When visiting villages in Fiji it is important to make sure you do not offend by following simple rules Fijian villagers are offended by bikinis or scant clothing worn in the village area so to be safe and not cause offence wear clothing that covers the knees and shoulders. Despite the hot sun it is also considered rude to wear hats in the village so take them off before entering. It is customary if you are staying in a village to take a gift and this is usually the dry powder to make their ‘kava’ drink which is used as a ceremonial welcome and also as a relaxation and mild intoxicant by villagers.

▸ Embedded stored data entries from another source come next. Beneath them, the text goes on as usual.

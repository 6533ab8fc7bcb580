//! The window-mode classifier: a pure function from cached properties to a
//! [WindowMode], plus the per-mode geometry policies that follow from it.
use super::{FullscreenMonitors, Properties, SizeHints, WindowType};
use crate::geometry::{adjust_for_window_gravity, Rect};

/// One of the four window modes. Determines geometry policy, border width
/// and the `_NET_WM_ALLOWED_ACTIONS` table a window advertises.
#[derive(Debug, Copy, Clone, PartialEq, Eq, Hash)]
pub enum WindowMode {
    Tiling,
    Popup,
    Fullscreen,
    Dock,
}

/// Fixed `_NET_WM_ACTION_*` atom name table per mode (spec §6).
pub const fn allowed_actions(mode: WindowMode) -> &'static [&'static str] {
    match mode {
        WindowMode::Tiling => &[
            "_NET_WM_ACTION_MAXIMIZE_HORZ",
            "_NET_WM_ACTION_MAXIMIZE_VERT",
            "_NET_WM_ACTION_FULLSCREEN",
            "_NET_WM_ACTION_CHANGE_DESKTOP",
            "_NET_WM_ACTION_CLOSE",
        ],
        WindowMode::Popup => &[
            "_NET_WM_ACTION_MOVE",
            "_NET_WM_ACTION_RESIZE",
            "_NET_WM_ACTION_MINIMIZE",
            "_NET_WM_ACTION_SHADE",
            "_NET_WM_ACTION_STICK",
            "_NET_WM_ACTION_MAXIMIZE_HORZ",
            "_NET_WM_ACTION_MAXIMIZE_VERT",
            "_NET_WM_ACTION_FULLSCREEN",
            "_NET_WM_ACTION_CHANGE_DESKTOP",
            "_NET_WM_ACTION_CLOSE",
            "_NET_WM_ACTION_ABOVE",
            "_NET_WM_ACTION_BELOW",
        ],
        WindowMode::Fullscreen => &[
            "_NET_WM_ACTION_CHANGE_DESKTOP",
            "_NET_WM_ACTION_CLOSE",
            "_NET_WM_ACTION_ABOVE",
            "_NET_WM_ACTION_BELOW",
        ],
        WindowMode::Dock => &[],
    }
}

/// Border width a window should carry while in `mode`, given the configured
/// default and whether the client manages its own decorations.
pub fn border_width(mode: WindowMode, configured: u32, client_handles_decorations: bool) -> u32 {
    match mode {
        WindowMode::Tiling => configured,
        WindowMode::Popup => {
            if client_handles_decorations {
                0
            } else {
                configured
            }
        }
        WindowMode::Fullscreen | WindowMode::Dock => 0,
    }
}

/// Predict the mode a window should be in from its cached properties.
/// First match wins, evaluated in the fixed order below.
pub fn predict_window_mode(props: &Properties) -> WindowMode {
    if props.is_fullscreen_state {
        return WindowMode::Fullscreen;
    }
    if props.has_window_type(WindowType::Dock) {
        return WindowMode::Dock;
    }
    if !props.strut.is_empty() {
        return WindowMode::Dock;
    }
    if props.transient_for.is_some() {
        return WindowMode::Popup;
    }
    if props.has_window_type(WindowType::Normal) {
        return WindowMode::Tiling;
    }
    if let (Some(min), Some(max)) = (props.size_hints.min_size, props.size_hints.max_size) {
        if min.0 == max.0 || min.1 == max.1 {
            return WindowMode::Popup;
        }
    }
    if !props.window_types.is_empty() {
        return WindowMode::Popup;
    }
    WindowMode::Tiling
}

/// Derive popup geometry: reuse saved geometry if present, else derive from
/// size hints (preferred size, clamped by min/max, centered if unpositioned),
/// then apply the window-gravity adjustment if a gravity hint was given.
pub fn configure_popup_size(
    size_hints: &SizeHints,
    saved: Option<Rect>,
    monitor: Rect,
) -> Rect {
    if let Some(r) = saved {
        return apply_gravity(size_hints, r, r);
    }

    let (mut w, mut h) = size_hints
        .size
        .unwrap_or((monitor.w * 2 / 3, monitor.h * 2 / 3));

    if let Some((min_w, min_h)) = size_hints.min_size {
        w = w.max(min_w);
        h = h.max(min_h);
    }
    if let Some((max_w, max_h)) = size_hints.max_size {
        w = w.min(max_w);
        h = h.min(max_h);
    }

    let (x, y) = size_hints.position.unwrap_or((
        monitor.x + (monitor.w as i32 - w as i32) / 2,
        monitor.y + (monitor.h as i32 - h as i32) / 2,
    ));

    apply_gravity(size_hints, Rect::new(x, y, w, h), Rect::new(x, y, w, h))
}

fn apply_gravity(size_hints: &SizeHints, old: Rect, new: Rect) -> Rect {
    match size_hints.win_gravity {
        Some(g) => {
            let (x, y) = adjust_for_window_gravity(g, new.x, new.y, (old.w, old.h), (new.w, new.h));
            Rect { x, y, ..new }
        }
        None => new,
    }
}

/// Fullscreen geometry: the client-requested monitor span if non-degenerate,
/// else the full rect of the monitor containing the window's current center.
pub fn configure_fullscreen_size(fsm: Option<FullscreenMonitors>, containing_monitor: Rect) -> Rect {
    match fsm {
        Some(f) if !f.is_degenerate() => f.rect(),
        _ => containing_monitor,
    }
}

/// Dock geometry: size hints if given, else a rect aligned to the first
/// non-zero reserved strut side; falls back to a fixed 64x32 placeholder.
pub fn configure_dock_size(props: &Properties, monitor: Rect, current: Rect) -> Rect {
    let (mut w, mut h) = props.size_hints.size.unwrap_or((0, 0));
    let (mut x, mut y) = props.size_hints.position.unwrap_or((current.x, current.y));

    if w == 0 || h == 0 {
        let strut = &props.strut;
        if strut.reserved.left != 0 {
            x = monitor.x;
            let (sy, ey) = strut.left_range.unwrap_or((monitor.y, monitor.y));
            y = sy;
            w = strut.reserved.left;
            h = (ey - sy + 1).max(0) as u32;
        } else if strut.reserved.top != 0 {
            let (sx, ex) = strut.top_range.unwrap_or((monitor.x, monitor.x));
            x = sx;
            y = monitor.y;
            w = (ex - sx + 1).max(0) as u32;
            h = strut.reserved.top;
        } else if strut.reserved.right != 0 {
            x = monitor.x + monitor.w as i32 - strut.reserved.right as i32;
            let (sy, ey) = strut.right_range.unwrap_or((monitor.y, monitor.y));
            y = sy;
            w = strut.reserved.right;
            h = (ey - sy + 1).max(0) as u32;
        } else if strut.reserved.bottom != 0 {
            let (sx, ex) = strut.bottom_range.unwrap_or((monitor.x, monitor.x));
            x = sx;
            y = monitor.y + monitor.h as i32 - strut.reserved.bottom as i32;
            w = (ex - sx + 1).max(0) as u32;
            h = strut.reserved.bottom;
        } else {
            w = 64;
            h = 32;
        }
    }

    apply_gravity(&props.size_hints, Rect::new(x, y, w, h), Rect::new(x, y, w, h))
}

#[cfg(test)]
mod tests {
    use super::*;
    use crate::window::{MotifHints, Strut};

    fn props() -> Properties {
        Properties::default()
    }

    #[test]
    fn fullscreen_state_wins_over_everything_else() {
        let mut p = props();
        p.is_fullscreen_state = true;
        p.window_types = vec![WindowType::Dock];
        assert_eq!(predict_window_mode(&p), WindowMode::Fullscreen);
    }

    #[test]
    fn strut_alone_implies_dock() {
        let mut p = props();
        p.strut.reserved.bottom = 32;
        assert_eq!(predict_window_mode(&p), WindowMode::Dock);
    }

    #[test]
    fn transient_for_implies_popup() {
        let mut p = props();
        p.transient_for = Some(super::super::Xid(7));
        assert_eq!(predict_window_mode(&p), WindowMode::Popup);
    }

    #[test]
    fn equal_min_max_width_implies_popup() {
        let mut p = props();
        p.size_hints.min_size = Some((300, 200));
        p.size_hints.max_size = Some((300, 400));
        assert_eq!(predict_window_mode(&p), WindowMode::Popup);
    }

    #[test]
    fn no_signals_falls_back_to_tiling() {
        assert_eq!(predict_window_mode(&props()), WindowMode::Tiling);
    }

    #[test]
    fn popup_geometry_reuses_saved_rect() {
        let hints = SizeHints::default();
        let monitor = Rect::new(0, 0, 1920, 1080);
        let saved = Rect::new(10, 10, 300, 200);
        assert_eq!(configure_popup_size(&hints, Some(saved), monitor), saved);
    }

    #[test]
    fn popup_geometry_centers_when_unpositioned() {
        let mut hints = SizeHints::default();
        hints.size = Some((300, 200));
        let monitor = Rect::new(0, 0, 800, 600);
        let r = configure_popup_size(&hints, None, monitor);
        assert_eq!(r.w, 300);
        assert_eq!(r.h, 200);
        assert_eq!(r.x, 250);
        assert_eq!(r.y, 200);
    }

    #[test]
    fn dock_geometry_falls_back_to_default_size() {
        let p = props();
        let monitor = Rect::new(0, 0, 800, 600);
        let r = configure_dock_size(&p, monitor, Rect::default());
        assert_eq!((r.w, r.h), (64, 32));
    }

    #[test]
    fn border_width_honors_motif_no_decorations() {
        let hints = MotifHints {
            client_handles_decorations: true,
        };
        assert_eq!(border_width(WindowMode::Popup, 2, hints.client_handles_decorations), 0);
        let _ = Strut::default();
    }
}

We were invited in to the village and introduced to our guide who belonged to the messenger clan. He took us to a series of craft stalls selling various items made by the villages at very reasonable prices. There were wooden carved things and many haematite and fresh water pearl jewellery items. A fresh water pearl necklace was about £4 which I felt was amazing value.
After we had spent some money our guide took us around the village and told us a bit of the history and also a bit about the structure of the village and village life. I was quite shocked to hear that in the village of only 800 they had 98 orphans. The parents had died of cancer or accidents; apparently cancer is quite a killer in Fiji. That did seem to be a very big percentage of orphans in one village to me. The orphans are looked after by the church which gets the money from the tourist’s $5 entry fee and I think village people who are earning in jobs outside the village probably donate to the church too. Our guide said he gets paid once a month from the fund too.
There is the orphanage and the dormitory for that, a kindergarten and a school all part of this village. There is a High school too but a bit further from the village. The structure and etiquette within the village is very strict. Women have to have their shoulders covered and wear a sarong or lap lap that is below their knees especially in the open ground around the church and the chief’s hut .The men have to wear the lap lap or lava lava which is like a sarong and not just shorts. Just next to the chiefs meeting house is a smaller waiting covered seating area where visitors (including Prince Charles) have to wait for their meeting with the village chief.
The houses apart from the special chief’s hut and waiting hut are all made of concrete blocks and plastered over and painted. The entire village was beautifully kept with grass short and not litter or rubbish lying around. The church was a Wesleyan Methodist chapel in this village while other villages have catholic churches. The village is mostly Methodist, the Catholic residents have to go to church away from the village as there isn’t a catholic church in this village.
When I asked where the first Melanesians had come from to get to Fiji we were told that they sailed from Tanzania which was very impressive sailing considering what they came in. This also explained the similarities we had noticed in the Fijian language to Kiswahili.
This village offers accommodation, as do many other villages in Fiji. You need to book well in advance as the places are limited. It is a homestay style accommodation and includes meals and it is very reasonable in price but does not of course offer luxury style facilities. I believe the cost is about $80 Fijian and this is about £25 a night and half that for children. You eat with the host family and the food is supposed to be excellent. There is electricity and water but only cold water for showers! This is not for me but I realise that other people may really enjoy the experience.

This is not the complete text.